The secret to finding a decent hotel to stay is doing an early research weeks before your desired tour date. There are numerous reports in the internet showing how hotel theft is rampant in the backpacking district of the city. Hotel workers could get into your room and steal your valuables. So make sure the hotel you will book is a trusted one and has no bad record of such crimes. Secure your belongings whenever you travel and make sure to bring with you all your important things whenever having a day tour. Luckily, we made the right choice on this particular journey and never experienced any trouble until our very last day.
Cheap finds are available at a bargain price in the biggest shopping market in Ben Thanh. Here you could find every imaginable souvenir and goodies there is. The great thing is that you could haggle and could buy stuff on their wholesale price. This huge place used to be a train station in Saigon and was then converted into a commercial hub for your shopping needs.There is also a night market in this area where all sorts of local products are being sold.
Several malls can also be seen in the city. High end brands can be bought in them and the one I have been to was the Vincom Center located just a few blocks away from the Ben Thanh Market.

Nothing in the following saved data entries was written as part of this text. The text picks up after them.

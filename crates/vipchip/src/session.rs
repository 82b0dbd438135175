use std::sync::Arc;

use vipchip_common::render::{self, Palette};
use vipchip_core::{Config, Display, Fault, FrameBuffer, Interpreter, Rect, SharedKeypad};

use crate::keyscript::KeyScript;
use crate::HostConfig;

pub type HostInterpreter = Interpreter<FrameBuffer, Arc<SharedKeypad>>;

/// What happened during one [`Session::run_frame`].
#[derive(Copy, Clone, Debug, PartialEq, Eq)]
pub struct FrameReport {
    /// Zero-based frame number.
    pub frame: u64,
    /// Clocks spent; at least the frame budget unless the core faulted.
    pub cycles: u64,
    /// Whether the tone is on at the end of the frame.
    pub sound: bool,
    /// Region copied to the screen surface, if anything changed.
    pub presented: Option<Rect>,
    pub fault: Option<Fault>,
}

/// Headless host: runs the interpreter in frame sized slices and keeps
/// an RGB24 copy of the screen.
pub struct Session {
    interpreter: HostInterpreter,
    keypad: Arc<SharedKeypad>,
    script: KeyScript,
    palette: Palette,
    cycles_per_frame: u32,
    frame: u64,
    screen: Vec<u8>,
}

impl Session {
    pub fn new(config: Config, host: &HostConfig) -> Self {
        let keypad = Arc::new(SharedKeypad::new());
        let interpreter = Interpreter::new(FrameBuffer::default(), Arc::clone(&keypad), config);

        let mut screen = Vec::with_capacity(render::rgb24_len(interpreter.display()));
        for _ in 0..interpreter.display().area() {
            screen.extend_from_slice(&host.palette.off.to_rgb24());
        }

        Self {
            interpreter,
            keypad,
            script: host.keys.clone(),
            palette: host.palette,
            cycles_per_frame: host.cycles_per_frame,
            frame: 0,
            screen,
        }
    }

    /// Load a program and restart from frame 0.
    pub fn load(&mut self, rom: &[u8]) -> Result<(), Fault> {
        self.frame = 0;
        self.keypad.release_all();
        self.interpreter.reset(rom)
    }

    pub fn run_frame(&mut self) -> FrameReport {
        if let Some(keys) = self.script.keys_at(self.frame) {
            log::debug!("frame {}: keys {:?}", self.frame, keys);
            self.keypad.set(keys);
        }

        let budget = u64::from(self.cycles_per_frame);
        let mut cycles = 0;
        while cycles < budget && self.interpreter.is_ok() {
            cycles += u64::from(self.interpreter.do_cycle());
        }

        let presented = self.present();
        let report = FrameReport {
            frame: self.frame,
            cycles,
            sound: self.interpreter.is_playing_sound(),
            presented,
            fault: self.interpreter.last_error(),
        };
        self.frame += 1;
        report
    }

    fn present(&mut self) -> Option<Rect> {
        let area = self.interpreter.display().invalid_area()?;
        let written = render::blit_rgb24(
            self.interpreter.display(),
            area,
            &self.palette,
            &mut self.screen,
        );
        self.interpreter.display_mut().validate();
        Some(written)
    }

    pub fn interpreter(&self) -> &HostInterpreter {
        &self.interpreter
    }

    /// RGB24 copy of the screen as of the last presented frame.
    pub fn screen(&self) -> &[u8] {
        &self.screen
    }

    /// Number of frames run since the last load.
    pub fn frame(&self) -> u64 {
        self.frame
    }
}
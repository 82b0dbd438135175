//! Headless host loop for the VipChip interpreter.

mod keyscript;
mod session;

use anyhow::{Context, Result};
use typed_builder::TypedBuilder;
use vipchip_common::Palette;
use vipchip_core::timing::CYCLES_PER_FRAME;
use vipchip_core::Config;

pub use keyscript::KeyScript;
pub use session::{FrameReport, HostInterpreter, Session};

#[derive(Clone, Debug, TypedBuilder)]
pub struct HostConfig {
    /// Clock budget per frame; one timer period runs the VIP at full speed.
    #[builder(default = CYCLES_PER_FRAME)]
    pub cycles_per_frame: u32,
    #[builder(default = 600)]
    pub frames: u64,
    #[builder(default)]
    pub palette: Palette,
    #[builder(default)]
    pub keys: KeyScript,
}

impl Default for HostConfig {
    fn default() -> Self {
        HostConfig::builder().build()
    }
}

/// Load `rom` and run up to `host.frames` frames, stopping early on a
/// fault. The session is returned either way so the caller can inspect
/// the final state.
pub fn run(rom: &[u8], config: Config, host: HostConfig) -> Result<Session> {
    let mut session = Session::new(config, &host);
    session
        .load(rom)
        .with_context(|| format!("failed to load {} byte program", rom.len()))?;

    if let Some(last) = host.keys.last_frame().filter(|&last| last >= host.frames) {
        log::warn!("key script changes keys at frame {last}, past the last frame run");
    }
    log::info!(
        "running {} frames at {} clocks per frame",
        host.frames,
        host.cycles_per_frame
    );
    let mut sound_frames = 0;
    for _ in 0..host.frames {
        let report = session.run_frame();
        if report.sound {
            sound_frames += 1;
        }
        if let Some(fault) = report.fault {
            log::warn!("stopped at frame {}: {fault}", report.frame);
            break;
        }
    }
    log::info!(
        "finished after {} frames, {} clocks, tone on for {} frames",
        session.frame(),
        session.interpreter().cycles(),
        sound_frames
    );
    Ok(session)
}

#[cfg(test)]
mod tests {
    use super::*;
    use vipchip_core::Fault;

    #[test]
    fn runs_the_configured_frames() {
        let host = HostConfig::builder().frames(5).build();
        let session = run(&[0x12, 0x00], Config::default(), host).unwrap();
        assert_eq!(session.frame(), 5);
        assert!(session.interpreter().is_ok());
    }

    #[test]
    fn stops_on_fault() {
        // Recurse until the stack overflows.
        let host = HostConfig::builder().frames(100).build();
        let session = run(&[0x22, 0x00], Config::default(), host).unwrap();
        assert_eq!(session.frame(), 1);
        assert_eq!(
            session.interpreter().last_error(),
            Some(Fault::StackOverflow)
        );
    }

    #[test]
    fn rejects_unloadable_programs() {
        let err = run(&[], Config::default(), HostConfig::default()).err();
        let err = err.expect("empty program is rejected");
        let fault = err.downcast_ref::<Fault>();
        assert_eq!(fault, Some(&Fault::NoProgram));
        assert!(fault.is_some_and(|fault| fault.is_load_fault()));

        let too_large = vec![0x12; 0x1000];
        let err = run(&too_large, Config::default(), HostConfig::default()).err();
        let fault = err.as_ref().and_then(|err| err.downcast_ref::<Fault>());
        assert_eq!(fault, Some(&Fault::ProgramTooLarge));
        assert!(fault.is_some_and(|fault| fault.is_load_fault()));
    }
}
//! Display port: a byte-per-pixel monochrome framebuffer with dirty
//! rectangle tracking.
//!
//! Lit pixels hold `0xFF`, dark pixels `0x00`. The interpreter only ever
//! XORs rows in place and marks what it touched; presenting the frame and
//! calling [`Display::validate`] afterwards is up to the host.

use crate::{SCREEN_HEIGHT, SCREEN_WIDTH};

/// Axis-aligned region of the framebuffer, in pixels.
#[derive(Copy, Clone, Debug, Default, PartialEq, Eq, Hash)]
pub struct Rect {
    pub x: usize,
    pub y: usize,
    pub w: usize,
    pub h: usize,
}

impl Rect {
    pub const fn new(x: usize, y: usize, w: usize, h: usize) -> Self {
        Rect { x, y, w, h }
    }

    #[inline]
    pub fn is_empty(&self) -> bool {
        self.w == 0 || self.h == 0
    }

    #[inline]
    pub fn right(&self) -> usize {
        self.x + self.w
    }

    #[inline]
    pub fn bottom(&self) -> usize {
        self.y + self.h
    }

    /// Smallest rectangle covering both.
    pub fn union(&self, other: &Rect) -> Rect {
        if self.is_empty() {
            return *other;
        }
        if other.is_empty() {
            return *self;
        }
        let x = self.x.min(other.x);
        let y = self.y.min(other.y);
        Rect {
            x,
            y,
            w: self.right().max(other.right()) - x,
            h: self.bottom().max(other.bottom()) - y,
        }
    }

    /// Clip to a `width` x `height` surface anchored at the origin.
    pub fn clip(&self, width: usize, height: usize) -> Rect {
        let x = self.x.min(width);
        let y = self.y.min(height);
        Rect {
            x,
            y,
            w: self.right().min(width) - x,
            h: self.bottom().min(height) - y,
        }
    }
}

/// Framebuffer the interpreter draws into.
pub trait Display {
    fn width(&self) -> usize;
    fn height(&self) -> usize;

    /// Size of the framebuffer in bytes.
    fn area(&self) -> usize {
        self.width() * self.height()
    }

    /// Row `row`, starting at column `offset`, up to the right edge.
    fn line(&self, row: usize, offset: usize) -> &[u8];

    /// Writable view of row `row`, starting at column `offset`.
    fn line_mut(&mut self, row: usize, offset: usize) -> &mut [u8];

    /// Mark the whole framebuffer dirty.
    fn invalidate(&mut self) {
        let rect = Rect::new(0, 0, self.width(), self.height());
        self.invalidate_rect(rect);
    }

    /// Mark a region dirty. Pending dirty regions accumulate until the
    /// display is validated.
    fn invalidate_rect(&mut self, rect: Rect);

    /// The accumulated dirty region, if any.
    fn invalid_area(&self) -> Option<Rect>;

    fn is_invalid(&self) -> bool {
        self.invalid_area().is_some()
    }

    /// Forget the dirty region after the host presented it.
    fn validate(&mut self);
}

impl<D: Display + ?Sized> Display for &mut D {
    fn width(&self) -> usize {
        (**self).width()
    }

    fn height(&self) -> usize {
        (**self).height()
    }

    fn area(&self) -> usize {
        (**self).area()
    }

    fn line(&self, row: usize, offset: usize) -> &[u8] {
        (**self).line(row, offset)
    }

    fn line_mut(&mut self, row: usize, offset: usize) -> &mut [u8] {
        (**self).line_mut(row, offset)
    }

    fn invalidate(&mut self) {
        (**self).invalidate()
    }

    fn invalidate_rect(&mut self, rect: Rect) {
        (**self).invalidate_rect(rect)
    }

    fn invalid_area(&self) -> Option<Rect> {
        (**self).invalid_area()
    }

    fn is_invalid(&self) -> bool {
        (**self).is_invalid()
    }

    fn validate(&mut self) {
        (**self).validate()
    }
}

/// Default single-buffered framebuffer.
#[derive(Clone, Debug)]
pub struct FrameBuffer {
    width: usize,
    height: usize,
    pixels: Vec<u8>,
    dirty: Option<Rect>,
}

impl Default for FrameBuffer {
    fn default() -> Self {
        Self::new(SCREEN_WIDTH, SCREEN_HEIGHT)
    }
}

impl FrameBuffer {
    pub fn new(width: usize, height: usize) -> Self {
        Self {
            width,
            height,
            pixels: vec![0; width * height],
            dirty: None,
        }
    }

    /// All pixels, row-major.
    pub fn pixels(&self) -> &[u8] {
        &self.pixels
    }

    #[inline]
    pub fn pixel(&self, x: usize, y: usize) -> bool {
        self.pixels[y * self.width + x] != 0
    }

    /// Number of lit pixels.
    pub fn lit(&self) -> usize {
        self.pixels.iter().filter(|&&p| p != 0).count()
    }
}

impl Display for FrameBuffer {
    fn width(&self) -> usize {
        self.width
    }

    fn height(&self) -> usize {
        self.height
    }

    fn line(&self, row: usize, offset: usize) -> &[u8] {
        let start = row * self.width;
        &self.pixels[start + offset..start + self.width]
    }

    fn line_mut(&mut self, row: usize, offset: usize) -> &mut [u8] {
        let start = row * self.width;
        &mut self.pixels[start + offset..start + self.width]
    }

    fn invalidate_rect(&mut self, rect: Rect) {
        let rect = rect.clip(self.width, self.height);
        if rect.is_empty() {
            return;
        }
        self.dirty = Some(match self.dirty {
            Some(dirty) => dirty.union(&rect),
            None => rect,
        });
    }

    fn invalid_area(&self) -> Option<Rect> {
        self.dirty
    }

    fn validate(&mut self) {
        self.dirty = None;
    }
}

Being one of the largest coffee producers in the world, Vietnam has a variety of coffee mixes offered by the shops along the tourist district of the city. So if ever you got time for some coffee productivity, you could let the time pass by while enjoying a mug or two of your favorite caffeinated concoction.
Never conclude any day trip in the city without riding their version of pedal-driven rickshaw. You will enjoy the relaxing ride while taking advantage of the surrounding.
Although the entire experience was somewhat amazing, we had a problem when paying for the ride. Turned out, we misunderstood how much it costs to drop us off to our destination. Initially we thought that the ride is just VND 150,000 for two people only to find out that the uncle meant VND 150,000 per person. So again, remember to clarify everything before dealing with the locals.
A City of Motorbikes
This is the only city I’ve been to wherein there are far more people riding their motorbikes than people driving their cars. You will be astounded on how many motorbikes this city has especially during rush hour. The discipline of the people is also one striking thing you will observe.
Personally, the rating part of this travel blog is the toughest. For Ho Chi Minh City, I could give an 8 in its entirety. Topping my reason is the fact that my travel to this place is one of the cheapest I had as of this writing. Who would not want to stretch your budget and still embark in a life-changing realization about an enigmatic city with an illustrious past? Although the glitches of communicating with them has tainted my plan, I will never forget their smile and the feeling that tourists like us will always have a place in their country.
My memories I have in this particular journey is an aggregate of RESPECT because of their compelling love for freedom, and of SANGUINE EXPECTATION that the country and its people may recover wholly from the grim of the past. May all the wounds inflicted to their history motivate them to move further and celebrate life that is eminently Saigon.
Nice photos and handy advice. I visited HCMC about 2 years ago and your blog reinforced my desire to return.
Thank you! Would love to come back soon, but we did visit Hanoi last year, so it may take a while for us to revisit Vietnam. Good day to you!